§ **Exercise details**:
What is the number of lines below that contain the string "ViewportState"? Give it and nothing else.

§ **Records to process**:
####

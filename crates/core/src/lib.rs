//! pagetile core library
//!
//! The tiled progressive image viewer engine. A [`TileEngine`] shares one
//! backend, worker pool and memory-bounded tile cache between every page it
//! opens; each open page is a [`ReaderImage`] driven by viewport updates.
//!
//! # Example
//!
//! ```no_run
//! use pagetile_core::{EngineConfig, TileEngine};
//! use pagetile_render::{DisplaySize, ImageSource, RgbaCanvas};
//! use pagetile_scheduler::ViewportState;
//! use std::time::Duration;
//!
//! let engine = TileEngine::image_rs(EngineConfig::default()).unwrap();
//! let mut page = engine
//!     .open_fitted(ImageSource::from_path("page-001.png"), DisplaySize::new(1080.0, 1920.0))
//!     .unwrap();
//!
//! let viewport = ViewportState::new(1080.0, 1920.0);
//! page.update(&viewport).unwrap();
//! page.wait_until_settled(Duration::from_secs(10));
//!
//! let mut canvas = RgbaCanvas::new(1080, 1920);
//! page.draw(&mut canvas, &viewport);
//! ```

pub mod config;
pub mod decode;
pub mod engine;
pub mod error;
pub mod reader;

pub use config::EngineConfig;
pub use decode::UpdateSummary;
pub use engine::{TileEngine, TileEngineBuilder, TileReadyCallback};
pub use error::{ConfigError, ConfigResult, EngineError, PageError, PageResult};
pub use reader::ReaderImage;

####

§ **Exercise result**:
2